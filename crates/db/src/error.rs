//! Storage error type shared by every store implementation.

use quill_core::types::DbId;

#[derive(Debug, thiserror::Error)]
pub enum StoreError {
    /// The database could not be reached or the query failed. Callers
    /// treat this as transient and may retry.
    #[error("Database error: {0}")]
    Database(#[from] sqlx::Error),

    /// A stored row could not be mapped to a domain value.
    #[error("Corrupt {entity} row {id}: {reason}")]
    Corrupt {
        entity: &'static str,
        id: DbId,
        reason: String,
    },

    #[error("{entity} with id {id} not found")]
    NotFound { entity: &'static str, id: DbId },

    /// Input rejected before reaching storage.
    #[error("Invalid input: {0}")]
    Invalid(String),

    /// A status transition the state machine does not allow.
    #[error("Invalid transition: {0}")]
    InvalidTransition(String),
}

impl From<validator::ValidationErrors> for StoreError {
    fn from(errors: validator::ValidationErrors) -> Self {
        StoreError::Invalid(errors.to_string())
    }
}

impl StoreError {
    pub(crate) fn corrupt(entity: &'static str, id: DbId, reason: impl Into<String>) -> Self {
        StoreError::Corrupt {
            entity,
            id,
            reason: reason.into(),
        }
    }
}
//! The notification engine: event in, items out.
//!
//! [`NotificationEngine::process_event`] runs matcher, evaluator, item
//! creation, and immediate dispatch for one event. Each user is processed
//! independently; a storage or dispatch failure for one user never stops
//! the others. Redelivery of the same event is absorbed by the dedup check
//! inside [`NotificationStore::admit`](quill_db::NotificationStore::admit).

use std::collections::BTreeMap;
use std::sync::Arc;

use chrono::Utc;
use quill_core::channels::DeliveryChannel;
use quill_core::preferences::NotificationPreferences;
use quill_core::subscription::ContentAttributes;
use quill_core::types::{DbId, Timestamp};
use quill_db::models::notification::{NewNotificationItem, NotificationItem};
use quill_db::models::subscription::Subscription;
use quill_db::Stores;
use tokio::sync::broadcast;
use tokio_util::sync::CancellationToken;
use tokio_util::task::TaskTracker;
use validator::Validate;

use crate::bus::NotificationEvent;
use crate::config::EngineConfig;
use crate::delivery::{deliver_with_timeout, DeliveryDispatcher, DeliveryPayload, ItemPayload};
use crate::error::EngineError;
use crate::evaluator::{self, Decision, RejectReason};
use crate::matcher::SubscriptionMatcher;

// ---------------------------------------------------------------------------
// ProcessReport
// ---------------------------------------------------------------------------

/// What one `process_event` call did. For logging and tests.
#[derive(Debug, Clone, Default, PartialEq, Eq)]
pub struct ProcessReport {
    /// Subscriptions returned by the matcher.
    pub matched: usize,
    /// Distinct users among the matches.
    pub users: usize,
    pub created: usize,
    pub filtered: usize,
    pub channel_disabled: usize,
    pub rate_limited: usize,
    pub duplicates: usize,
    pub dispatched: usize,
    pub dispatch_failures: usize,
    /// Items left for the digest or the redelivery sweep.
    pub deferred: usize,
    /// Users whose processing stopped on a storage error.
    pub failed_users: usize,
}

impl ProcessReport {
    fn record_reject(&mut self, reason: &RejectReason) {
        match reason {
            RejectReason::Filter(_) => self.filtered += 1,
            RejectReason::ChannelDisabled(_) => self.channel_disabled += 1,
            RejectReason::RateLimited { .. } => self.rate_limited += 1,
            RejectReason::Duplicate { .. } => self.duplicates += 1,
        }
    }
}

// ---------------------------------------------------------------------------
// NotificationEngine
// ---------------------------------------------------------------------------

pub struct NotificationEngine {
    stores: Stores,
    matcher: SubscriptionMatcher,
    dispatcher: Arc<dyn DeliveryDispatcher>,
    config: EngineConfig,
}

impl NotificationEngine {
    pub fn new(stores: Stores, dispatcher: Arc<dyn DeliveryDispatcher>, config: EngineConfig) -> Self {
        Self {
            matcher: SubscriptionMatcher::new(stores.subscriptions.clone()),
            stores,
            dispatcher,
            config,
        }
    }

    /// Process one event at the current time.
    pub async fn process_event(
        &self,
        event: &NotificationEvent,
    ) -> Result<ProcessReport, EngineError> {
        self.process_event_at(event, Utc::now()).await
    }

    /// Process one event as of `now`.
    ///
    /// A malformed event is rejected before any side effect. Otherwise
    /// every matched user is processed; if any of them hit a storage error
    /// the first such error is returned after the rest have finished, and
    /// the whole call may be retried.
    pub async fn process_event_at(
        &self,
        event: &NotificationEvent,
        now: Timestamp,
    ) -> Result<ProcessReport, EngineError> {
        event.validate()?;
        let attrs = ContentAttributes::from_extra(&event.extra_data)?;

        let matches = self.matcher.find_matches(event).await?;
        let mut report = ProcessReport {
            matched: matches.len(),
            ..Default::default()
        };

        let mut by_user: BTreeMap<DbId, Vec<Subscription>> = BTreeMap::new();
        for subscription in matches {
            by_user.entry(subscription.user_id).or_default().push(subscription);
        }
        report.users = by_user.len();

        let mut first_error = None;
        for (user_id, subscriptions) in by_user {
            if let Err(e) = self
                .process_user(event, &attrs, user_id, &subscriptions, now, &mut report)
                .await
            {
                tracing::warn!(
                    user_id,
                    event_type = %event.event_type,
                    source_id = event.source_id,
                    error = %e,
                    "Failed to process event for user"
                );
                report.failed_users += 1;
                first_error.get_or_insert(e);
            }
        }

        tracing::debug!(
            event_type = %event.event_type,
            source_id = event.source_id,
            ?report,
            "Event processed"
        );

        match first_error {
            Some(e) => Err(e),
            None => Ok(report),
        }
    }

    async fn process_user(
        &self,
        event: &NotificationEvent,
        attrs: &ContentAttributes,
        user_id: DbId,
        subscriptions: &[Subscription],
        now: Timestamp,
        report: &mut ProcessReport,
    ) -> Result<(), EngineError> {
        // Several subscriptions of one user can hit the same event; the
        // first whose filters pass owns the items.
        let mut chosen = None;
        for subscription in subscriptions {
            match evaluator::evaluate_filters(&subscription.filters, attrs) {
                Ok(()) => {
                    chosen = Some(subscription);
                    break;
                }
                Err(reason) => {
                    tracing::debug!(
                        user_id,
                        subscription_id = subscription.id,
                        %reason,
                        "Rejected"
                    );
                    report.record_reject(&reason);
                }
            }
        }
        let Some(subscription) = chosen else {
            return Ok(());
        };

        let stored = self.stores.preferences.get(user_id).await?;
        let prefs = NotificationPreferences::resolve(user_id, stored);
        let plan = evaluator::plan_channels(&prefs, event.event_type, now);
        let limits = evaluator::admission_limits(&prefs);

        for channel in &plan.disabled {
            let reason = RejectReason::ChannelDisabled(*channel);
            tracing::debug!(user_id, subscription_id = subscription.id, %reason, "Rejected");
            report.record_reject(&reason);
        }

        let mut created_any = false;
        for channel in plan.enabled {
            let item = new_item(event, user_id, channel, subscription.id, now);
            let admission = self.stores.notifications.admit(item, limits).await?;

            match Decision::from(admission) {
                Decision::Accept(item) => {
                    report.created += 1;
                    created_any = true;
                    if plan.mode.is_immediate() {
                        if self.dispatch_item(&item, now).await? {
                            report.dispatched += 1;
                        } else {
                            report.dispatch_failures += 1;
                        }
                    } else {
                        tracing::debug!(
                            user_id,
                            item_id = item.id,
                            mode = ?plan.mode,
                            "Item deferred"
                        );
                        report.deferred += 1;
                    }
                }
                Decision::Reject(reason) => {
                    tracing::debug!(
                        user_id,
                        subscription_id = subscription.id,
                        %channel,
                        %reason,
                        "Rejected"
                    );
                    report.record_reject(&reason);
                }
            }
        }

        if created_any {
            self.stores
                .subscriptions
                .touch_notified(subscription.id, now)
                .await?;
        }
        Ok(())
    }

    /// Send one item now. Returns `false` when the dispatch failed; the item
    /// stays undelivered with its attempt counter raised.
    async fn dispatch_item(&self, item: &NotificationItem, now: Timestamp) -> Result<bool, EngineError> {
        let payload = DeliveryPayload::Item(ItemPayload::from(item));
        let result = deliver_with_timeout(
            self.dispatcher.as_ref(),
            item.user_id,
            item.channel,
            &payload,
            self.config.dispatch_timeout,
        )
        .await;

        match result {
            Ok(()) => {
                self.stores.notifications.mark_delivered(item.id, now).await?;
                Ok(true)
            }
            Err(e) => {
                let attempts = self.stores.notifications.record_delivery_failure(item.id).await?;
                log_item_failure(item, attempts, self.config.max_delivery_attempts, &e);
                Ok(false)
            }
        }
    }

    /// Consume events from the bus until it closes or `cancel` fires.
    ///
    /// Each event is processed on its own task; in-flight tasks are awaited
    /// before returning.
    pub async fn run(
        self: Arc<Self>,
        mut receiver: broadcast::Receiver<NotificationEvent>,
        cancel: CancellationToken,
    ) {
        let tracker = TaskTracker::new();

        loop {
            let received = tokio::select! {
                _ = cancel.cancelled() => {
                    tracing::info!("Notification engine cancelled");
                    break;
                }
                received = receiver.recv() => received,
            };

            match received {
                Ok(event) => {
                    let engine = Arc::clone(&self);
                    tracker.spawn(async move {
                        if let Err(e) = engine.process_event(&event).await {
                            tracing::error!(
                                error = %e,
                                event_type = %event.event_type,
                                source_id = event.source_id,
                                "Failed to process event"
                            );
                        }
                    });
                }
                Err(broadcast::error::RecvError::Lagged(n)) => {
                    tracing::warn!(
                        skipped = n,
                        "Notification engine lagged, some events were not processed"
                    );
                }
                Err(broadcast::error::RecvError::Closed) => {
                    tracing::info!("Event bus closed, notification engine shutting down");
                    break;
                }
            }
        }

        tracker.close();
        tracker.wait().await;
    }
}

fn new_item(
    event: &NotificationEvent,
    user_id: DbId,
    channel: DeliveryChannel,
    subscription_id: DbId,
    now: Timestamp,
) -> NewNotificationItem {
    NewNotificationItem {
        user_id,
        event: event.event_type,
        channel,
        priority: event.priority(),
        subscription_id: Some(subscription_id),
        source_id: event.source_id,
        source_type: event.source_type.clone(),
        title: event.title.clone(),
        description: event.description.clone(),
        action_url: event.action_url.clone(),
        actor_id: event.actor_id,
        actor_name: event.actor_name.clone(),
        extra_data: event.extra_data.clone(),
        created_at: now,
    }
}

/// Warn on a failed item dispatch; past the attempt budget it is an error.
pub(crate) fn log_item_failure(
    item: &NotificationItem,
    attempts: i32,
    max_attempts: i32,
    error: &crate::delivery::DispatchError,
) {
    if attempts >= max_attempts {
        tracing::error!(
            item_id = item.id,
            user_id = item.user_id,
            channel = %item.channel,
            attempts,
            error = %error,
            "Item delivery attempts exhausted"
        );
    } else {
        tracing::warn!(
            item_id = item.id,
            user_id = item.user_id,
            channel = %item.channel,
            attempts,
            error = %error,
            "Item delivery failed"
        );
    }
}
_ _ _ _
## [TRY IT]
Lines that contain the word "derive": how many are there in the data? Give the number and nothing else.

## [EXPECTED OUTPUT]
2